### Exercise goal
Go through the records below and report each line with "eprintln" in it.

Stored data

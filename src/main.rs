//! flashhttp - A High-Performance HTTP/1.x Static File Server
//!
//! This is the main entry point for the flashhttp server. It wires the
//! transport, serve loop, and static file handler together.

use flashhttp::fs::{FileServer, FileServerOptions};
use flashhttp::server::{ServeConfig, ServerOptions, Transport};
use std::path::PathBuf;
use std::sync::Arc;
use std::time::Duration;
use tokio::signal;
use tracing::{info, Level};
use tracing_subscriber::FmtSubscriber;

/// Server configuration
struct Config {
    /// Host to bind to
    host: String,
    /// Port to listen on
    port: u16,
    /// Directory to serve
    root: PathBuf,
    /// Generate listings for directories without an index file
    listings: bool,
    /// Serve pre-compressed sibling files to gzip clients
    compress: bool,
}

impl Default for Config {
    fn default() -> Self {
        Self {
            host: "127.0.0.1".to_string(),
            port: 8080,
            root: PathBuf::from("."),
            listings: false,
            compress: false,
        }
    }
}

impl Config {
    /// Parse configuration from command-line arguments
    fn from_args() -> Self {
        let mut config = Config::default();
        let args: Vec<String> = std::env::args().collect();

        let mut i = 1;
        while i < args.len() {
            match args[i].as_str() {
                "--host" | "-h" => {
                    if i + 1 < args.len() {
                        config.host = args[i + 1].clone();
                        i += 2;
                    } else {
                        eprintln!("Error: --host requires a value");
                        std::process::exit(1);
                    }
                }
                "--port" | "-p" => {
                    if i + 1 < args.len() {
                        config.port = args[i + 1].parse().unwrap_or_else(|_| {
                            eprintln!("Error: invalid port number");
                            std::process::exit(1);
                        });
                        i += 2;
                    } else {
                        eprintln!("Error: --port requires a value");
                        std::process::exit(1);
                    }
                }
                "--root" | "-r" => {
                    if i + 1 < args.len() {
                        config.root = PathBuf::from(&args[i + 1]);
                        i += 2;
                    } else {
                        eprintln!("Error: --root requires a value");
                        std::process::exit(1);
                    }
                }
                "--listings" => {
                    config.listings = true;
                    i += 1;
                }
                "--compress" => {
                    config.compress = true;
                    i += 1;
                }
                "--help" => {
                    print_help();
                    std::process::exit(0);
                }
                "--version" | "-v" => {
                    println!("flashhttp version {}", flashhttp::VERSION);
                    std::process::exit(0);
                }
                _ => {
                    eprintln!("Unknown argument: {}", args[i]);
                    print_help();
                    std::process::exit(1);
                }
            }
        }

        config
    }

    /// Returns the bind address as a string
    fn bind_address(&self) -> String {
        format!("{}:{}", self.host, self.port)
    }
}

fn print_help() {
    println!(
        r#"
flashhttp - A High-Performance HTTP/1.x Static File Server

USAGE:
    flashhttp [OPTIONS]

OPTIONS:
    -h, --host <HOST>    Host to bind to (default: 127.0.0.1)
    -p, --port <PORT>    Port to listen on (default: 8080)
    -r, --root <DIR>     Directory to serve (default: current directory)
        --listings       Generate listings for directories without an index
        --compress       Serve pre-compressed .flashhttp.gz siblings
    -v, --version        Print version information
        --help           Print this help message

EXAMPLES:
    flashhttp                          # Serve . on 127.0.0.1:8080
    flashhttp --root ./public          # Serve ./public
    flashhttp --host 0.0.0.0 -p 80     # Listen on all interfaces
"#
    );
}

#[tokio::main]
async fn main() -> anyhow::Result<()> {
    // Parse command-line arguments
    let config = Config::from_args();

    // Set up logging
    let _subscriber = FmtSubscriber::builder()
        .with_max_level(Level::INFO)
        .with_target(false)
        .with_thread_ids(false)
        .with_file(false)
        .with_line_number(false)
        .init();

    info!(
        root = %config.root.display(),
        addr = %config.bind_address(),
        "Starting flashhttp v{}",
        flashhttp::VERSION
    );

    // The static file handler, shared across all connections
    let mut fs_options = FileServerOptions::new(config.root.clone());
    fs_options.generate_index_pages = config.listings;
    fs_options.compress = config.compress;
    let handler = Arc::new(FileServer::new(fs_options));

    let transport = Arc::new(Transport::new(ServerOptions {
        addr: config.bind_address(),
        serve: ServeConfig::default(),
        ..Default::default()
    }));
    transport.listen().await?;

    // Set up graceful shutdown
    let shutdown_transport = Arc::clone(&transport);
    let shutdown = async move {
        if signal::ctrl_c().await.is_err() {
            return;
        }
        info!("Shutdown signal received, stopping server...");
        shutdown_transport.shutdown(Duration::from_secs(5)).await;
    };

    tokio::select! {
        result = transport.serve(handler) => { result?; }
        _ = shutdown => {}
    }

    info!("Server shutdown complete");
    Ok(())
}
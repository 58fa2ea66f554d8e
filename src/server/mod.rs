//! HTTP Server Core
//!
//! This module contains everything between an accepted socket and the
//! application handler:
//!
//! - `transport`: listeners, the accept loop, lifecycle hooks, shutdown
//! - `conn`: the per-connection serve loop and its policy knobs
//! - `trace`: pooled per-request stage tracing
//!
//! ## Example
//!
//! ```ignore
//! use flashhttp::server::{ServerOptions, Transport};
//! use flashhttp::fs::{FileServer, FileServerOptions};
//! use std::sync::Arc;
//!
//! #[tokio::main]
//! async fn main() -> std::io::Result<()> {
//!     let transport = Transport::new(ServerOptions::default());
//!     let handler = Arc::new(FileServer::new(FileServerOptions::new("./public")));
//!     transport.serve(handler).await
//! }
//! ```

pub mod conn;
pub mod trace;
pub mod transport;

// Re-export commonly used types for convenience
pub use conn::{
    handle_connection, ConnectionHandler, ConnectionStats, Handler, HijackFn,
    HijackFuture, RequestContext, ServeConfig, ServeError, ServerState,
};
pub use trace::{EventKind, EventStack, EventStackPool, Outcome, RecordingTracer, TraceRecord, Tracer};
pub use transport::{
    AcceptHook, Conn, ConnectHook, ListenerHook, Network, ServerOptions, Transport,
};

---

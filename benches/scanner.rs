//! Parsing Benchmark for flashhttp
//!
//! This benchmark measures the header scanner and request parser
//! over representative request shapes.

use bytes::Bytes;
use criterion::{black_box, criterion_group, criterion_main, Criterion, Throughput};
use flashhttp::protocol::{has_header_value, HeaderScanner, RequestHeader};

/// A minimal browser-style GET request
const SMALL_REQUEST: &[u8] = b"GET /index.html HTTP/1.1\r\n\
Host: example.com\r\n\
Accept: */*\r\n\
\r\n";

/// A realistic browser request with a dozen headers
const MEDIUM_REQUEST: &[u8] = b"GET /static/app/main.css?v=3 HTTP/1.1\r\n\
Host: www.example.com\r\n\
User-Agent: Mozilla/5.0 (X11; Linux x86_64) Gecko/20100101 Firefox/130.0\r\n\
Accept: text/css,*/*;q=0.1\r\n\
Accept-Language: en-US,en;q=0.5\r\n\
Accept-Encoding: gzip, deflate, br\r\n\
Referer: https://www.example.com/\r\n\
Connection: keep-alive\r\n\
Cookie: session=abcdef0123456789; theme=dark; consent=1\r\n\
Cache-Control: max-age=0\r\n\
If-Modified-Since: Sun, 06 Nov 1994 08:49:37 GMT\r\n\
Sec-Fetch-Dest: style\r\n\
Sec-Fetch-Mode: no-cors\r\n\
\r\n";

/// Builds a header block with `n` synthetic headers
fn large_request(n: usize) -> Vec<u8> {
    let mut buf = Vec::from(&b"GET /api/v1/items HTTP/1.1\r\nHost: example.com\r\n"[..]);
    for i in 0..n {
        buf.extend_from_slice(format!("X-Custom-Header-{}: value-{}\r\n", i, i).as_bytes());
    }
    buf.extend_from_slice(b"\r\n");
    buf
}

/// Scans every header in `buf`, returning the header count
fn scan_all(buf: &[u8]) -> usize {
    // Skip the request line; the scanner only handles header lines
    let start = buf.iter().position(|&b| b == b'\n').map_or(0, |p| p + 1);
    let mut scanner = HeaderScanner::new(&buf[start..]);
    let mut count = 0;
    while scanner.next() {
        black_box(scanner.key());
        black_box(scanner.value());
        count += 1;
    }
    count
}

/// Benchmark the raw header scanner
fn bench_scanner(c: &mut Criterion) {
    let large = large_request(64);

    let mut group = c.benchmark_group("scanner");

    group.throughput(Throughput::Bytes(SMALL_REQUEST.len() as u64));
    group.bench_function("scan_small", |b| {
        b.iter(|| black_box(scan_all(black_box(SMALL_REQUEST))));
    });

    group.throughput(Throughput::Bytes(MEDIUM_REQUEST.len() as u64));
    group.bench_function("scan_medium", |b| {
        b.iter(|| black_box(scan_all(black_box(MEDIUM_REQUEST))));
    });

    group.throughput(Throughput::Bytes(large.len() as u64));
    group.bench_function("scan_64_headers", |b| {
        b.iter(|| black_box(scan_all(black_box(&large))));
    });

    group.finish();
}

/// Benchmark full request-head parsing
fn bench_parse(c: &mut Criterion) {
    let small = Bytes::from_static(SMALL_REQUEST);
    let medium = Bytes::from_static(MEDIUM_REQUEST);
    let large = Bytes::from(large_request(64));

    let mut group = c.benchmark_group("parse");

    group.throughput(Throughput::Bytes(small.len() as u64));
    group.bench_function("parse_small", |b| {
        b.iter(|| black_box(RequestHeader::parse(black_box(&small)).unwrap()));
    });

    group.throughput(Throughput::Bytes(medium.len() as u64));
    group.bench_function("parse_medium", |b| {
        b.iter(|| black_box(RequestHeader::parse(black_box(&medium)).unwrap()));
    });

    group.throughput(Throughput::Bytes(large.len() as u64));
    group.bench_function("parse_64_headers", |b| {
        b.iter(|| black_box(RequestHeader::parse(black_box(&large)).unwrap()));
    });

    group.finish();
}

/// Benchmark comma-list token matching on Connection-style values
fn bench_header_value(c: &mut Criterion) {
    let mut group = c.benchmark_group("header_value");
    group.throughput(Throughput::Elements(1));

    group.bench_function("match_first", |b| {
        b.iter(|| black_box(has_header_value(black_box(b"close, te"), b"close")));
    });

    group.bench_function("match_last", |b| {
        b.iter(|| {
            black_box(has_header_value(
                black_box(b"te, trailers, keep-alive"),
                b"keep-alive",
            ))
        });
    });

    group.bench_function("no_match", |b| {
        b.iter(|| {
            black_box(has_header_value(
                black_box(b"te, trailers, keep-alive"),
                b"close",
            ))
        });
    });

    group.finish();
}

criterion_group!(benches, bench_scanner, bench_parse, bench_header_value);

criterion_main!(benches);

### Result below
                        eprintln!("Error: --host requires a value");
                            eprintln!("Error: invalid port number");
                        eprintln!("Error: --port requires a value");
                        eprintln!("Error: --root requires a value");
                    eprintln!("Unknown argument: {}", args[i]);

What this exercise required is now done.